▸ Exercise
Write out the whole listing without a single alteration.

▸ Source records

use axum::{
    extract::{Path, State},
    http::StatusCode,
    response::IntoResponse,
    Json,
};

use crate::{
    model::{
        api::ErrorDto,
        school::{CreateSchoolDto, SchoolDto, UpdateSchoolDto},
    },
    server::{
        error::AppError,
        model::school::{CreateSchoolParam, School, UpdateSchoolParam},
        state::AppState,
    },
};

/// Tag for grouping school endpoints in OpenAPI documentation
pub static SCHOOL_TAG: &str = "school";

/// List all schools.
///
/// # Returns
/// - `200 OK` - Schools ordered by id
/// - `500 Internal Server Error` - Database error
#[utoipa::path(
    get,
    path = "/schools",
    tag = SCHOOL_TAG,
    responses(
        (status = 200, description = "Successfully retrieved schools", body = Vec<SchoolDto>),
        (status = 500, description = "Internal server error", body = ErrorDto)
    ),
)]
pub async fn list_schools(State(state): State<AppState>) -> Result<impl IntoResponse, AppError> {
    let schools = state.school_service()?.list().await?;

    Ok((
        StatusCode::OK,
        Json(
            schools
                .into_iter()
                .map(School::into_dto)
                .collect::<Vec<SchoolDto>>(),
        ),
    ))
}

/// Get a school by id.
///
/// # Arguments
/// - `state` - Application state holding the service container
/// - `id` - School id
///
/// # Returns
/// - `200 OK` - The school
/// - `404 Not Found` - No school with this id
/// - `500 Internal Server Error` - Database error
#[utoipa::path(
    get,
    path = "/schools/{id}",
    tag = SCHOOL_TAG,
    params(
        ("id" = i32, Path, description = "School id")
    ),
    responses(
        (status = 200, description = "Successfully retrieved school", body = SchoolDto),
        (status = 404, description = "School not found", body = ErrorDto),
        (status = 500, description = "Internal server error", body = ErrorDto)
    ),
)]
pub async fn get_school(
    State(state): State<AppState>,
    Path(id): Path<i32>,
) -> Result<impl IntoResponse, AppError> {
    let school = state.school_service()?.get(id).await?;

    Ok((StatusCode::OK, Json(school.into_dto())))
}

/// Create a new school.
///
/// # Arguments
/// - `state` - Application state holding the service container
/// - `payload` - School data; every field is required and must not be blank
///
/// # Returns
/// - `201 Created` - The created school
/// - `400 Bad Request` - Blank field or malformed email
/// - `500 Internal Server Error` - Database error
#[utoipa::path(
    post,
    path = "/schools",
    tag = SCHOOL_TAG,
    request_body = CreateSchoolDto,
    responses(
        (status = 201, description = "Successfully created school", body = SchoolDto),
        (status = 400, description = "Invalid school data", body = ErrorDto),
        (status = 500, description = "Internal server error", body = ErrorDto)
    ),
)]
pub async fn create_school(
    State(state): State<AppState>,
    Json(payload): Json<CreateSchoolDto>,
) -> Result<impl IntoResponse, AppError> {
    let param = CreateSchoolParam::from_dto(payload)?;
    let school = state.school_service()?.create(param).await?;

    Ok((StatusCode::CREATED, Json(school.into_dto())))
}

/// Update a school.
///
/// Only the fields present in the payload change.
///
/// # Returns
/// - `200 OK` - The updated school
/// - `400 Bad Request` - Blank field or malformed email
/// - `404 Not Found` - No school with this id
/// - `500 Internal Server Error` - Database error
#[utoipa::path(
    put,
    path = "/schools/{id}",
    tag = SCHOOL_TAG,
    params(
        ("id" = i32, Path, description = "School id")
    ),
    request_body = UpdateSchoolDto,
    responses(
        (status = 200, description = "Successfully updated school", body = SchoolDto),
        (status = 400, description = "Invalid school data", body = ErrorDto),
        (status = 404, description = "School not found", body = ErrorDto),
        (status = 500, description = "Internal server error", body = ErrorDto)
    ),
)]
pub async fn update_school(
    State(state): State<AppState>,
    Path(id): Path<i32>,
    Json(payload): Json<UpdateSchoolDto>,
) -> Result<impl IntoResponse, AppError> {
    let param = UpdateSchoolParam::from_dto(payload)?;
    let school = state.school_service()?.update(id, param).await?;

    Ok((StatusCode::OK, Json(school.into_dto())))
}

/// Delete a school.
///
/// Teachers of the school are kept and become unassigned.
///
/// # Returns
/// - `204 No Content` - School deleted
/// - `404 Not Found` - No school with this id
/// - `500 Internal Server Error` - Database error
#[utoipa::path(
    delete,
    path = "/schools/{id}",
    tag = SCHOOL_TAG,
    params(
        ("id" = i32, Path, description = "School id")
    ),
    responses(
        (status = 204, description = "Successfully deleted school"),
        (status = 404, description = "School not found", body = ErrorDto),
        (status = 500, description = "Internal server error", body = ErrorDto)
    ),
)]
pub async fn delete_school(
    State(state): State<AppState>,
    Path(id): Path<i32>,
) -> Result<impl IntoResponse, AppError> {
    state.school_service()?.delete(id).await?;

    Ok(StatusCode::NO_CONTENT)
}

▸ Exercise solution
use axum::{
    extract::{Path, State},
    http::StatusCode,
    response::IntoResponse,
    Json,
};

use crate::{
    model::{
        api::ErrorDto,
        school::{CreateSchoolDto, SchoolDto, UpdateSchoolDto},
    },
    server::{
        error::AppError,
        model::school::{CreateSchoolParam, School, UpdateSchoolParam},
        state::AppState,
    },
};

/// Tag for grouping school endpoints in OpenAPI documentation
pub static SCHOOL_TAG: &str = "school";

/// List all schools.
///
/// # Returns
/// - `200 OK` - Schools ordered by id
/// - `500 Internal Server Error` - Database error
#[utoipa::path(
    get,
    path = "/schools",
    tag = SCHOOL_TAG,
    responses(
        (status = 200, description = "Successfully retrieved schools", body = Vec<SchoolDto>),
        (status = 500, description = "Internal server error", body = ErrorDto)
    ),
)]
pub async fn list_schools(State(state): State<AppState>) -> Result<impl IntoResponse, AppError> {
    let schools = state.school_service()?.list().await?;

    Ok((
        StatusCode::OK,
        Json(
            schools
                .into_iter()
                .map(School::into_dto)
                .collect::<Vec<SchoolDto>>(),
        ),
    ))
}

/// Get a school by id.
///
/// # Arguments
/// - `state` - Application state holding the service container
/// - `id` - School id
///
/// # Returns
/// - `200 OK` - The school
/// - `404 Not Found` - No school with this id
/// - `500 Internal Server Error` - Database error
#[utoipa::path(
    get,
    path = "/schools/{id}",
    tag = SCHOOL_TAG,
    params(
        ("id" = i32, Path, description = "School id")
    ),
    responses(
        (status = 200, description = "Successfully retrieved school", body = SchoolDto),
        (status = 404, description = "School not found", body = ErrorDto),
        (status = 500, description = "Internal server error", body = ErrorDto)
    ),
)]
pub async fn get_school(
    State(state): State<AppState>,
    Path(id): Path<i32>,
) -> Result<impl IntoResponse, AppError> {
    let school = state.school_service()?.get(id).await?;

    Ok((StatusCode::OK, Json(school.into_dto())))
}

/// Create a new school.
///
/// # Arguments
/// - `state` - Application state holding the service container
/// - `payload` - School data; every field is required and must not be blank
///
/// # Returns
/// - `201 Created` - The created school
/// - `400 Bad Request` - Blank field or malformed email
/// - `500 Internal Server Error` - Database error
#[utoipa::path(
    post,
    path = "/schools",
    tag = SCHOOL_TAG,
    request_body = CreateSchoolDto,
    responses(
        (status = 201, description = "Successfully created school", body = SchoolDto),
        (status = 400, description = "Invalid school data", body = ErrorDto),
        (status = 500, description = "Internal server error", body = ErrorDto)
    ),
)]
pub async fn create_school(
    State(state): State<AppState>,
    Json(payload): Json<CreateSchoolDto>,
) -> Result<impl IntoResponse, AppError> {
    let param = CreateSchoolParam::from_dto(payload)?;
    let school = state.school_service()?.create(param).await?;

    Ok((StatusCode::CREATED, Json(school.into_dto())))
}

/// Update a school.
///
/// Only the fields present in the payload change.
///
/// # Returns
/// - `200 OK` - The updated school
/// - `400 Bad Request` - Blank field or malformed email
/// - `404 Not Found` - No school with this id
/// - `500 Internal Server Error` - Database error
#[utoipa::path(
    put,
    path = "/schools/{id}",
    tag = SCHOOL_TAG,
    params(
        ("id" = i32, Path, description = "School id")
    ),
    request_body = UpdateSchoolDto,
    responses(
        (status = 200, description = "Successfully updated school", body = SchoolDto),
        (status = 400, description = "Invalid school data", body = ErrorDto),
        (status = 404, description = "School not found", body = ErrorDto),
        (status = 500, description = "Internal server error", body = ErrorDto)
    ),
)]
pub async fn update_school(
    State(state): State<AppState>,
    Path(id): Path<i32>,
    Json(payload): Json<UpdateSchoolDto>,
) -> Result<impl IntoResponse, AppError> {
    let param = UpdateSchoolParam::from_dto(payload)?;
    let school = state.school_service()?.update(id, param).await?;

    Ok((StatusCode::OK, Json(school.into_dto())))
}

/// Delete a school.
///
/// Teachers of the school are kept and become unassigned.
///
/// # Returns
/// - `204 No Content` - School deleted
/// - `404 Not Found` - No school with this id
/// - `500 Internal Server Error` - Database error
#[utoipa::path(
    delete,
    path = "/schools/{id}",
    tag = SCHOOL_TAG,
    params(
        ("id" = i32, Path, description = "School id")
    ),
    responses(
        (status = 204, description = "Successfully deleted school"),
        (status = 404, description = "School not found", body = ErrorDto),
        (status = 500, description = "Internal server error", body = ErrorDto)
    ),
)]
pub async fn delete_school(
    State(state): State<AppState>,
    Path(id): Path<i32>,
) -> Result<impl IntoResponse, AppError> {
    state.school_service()?.delete(id).await?;

    Ok(StatusCode::NO_CONTENT)
}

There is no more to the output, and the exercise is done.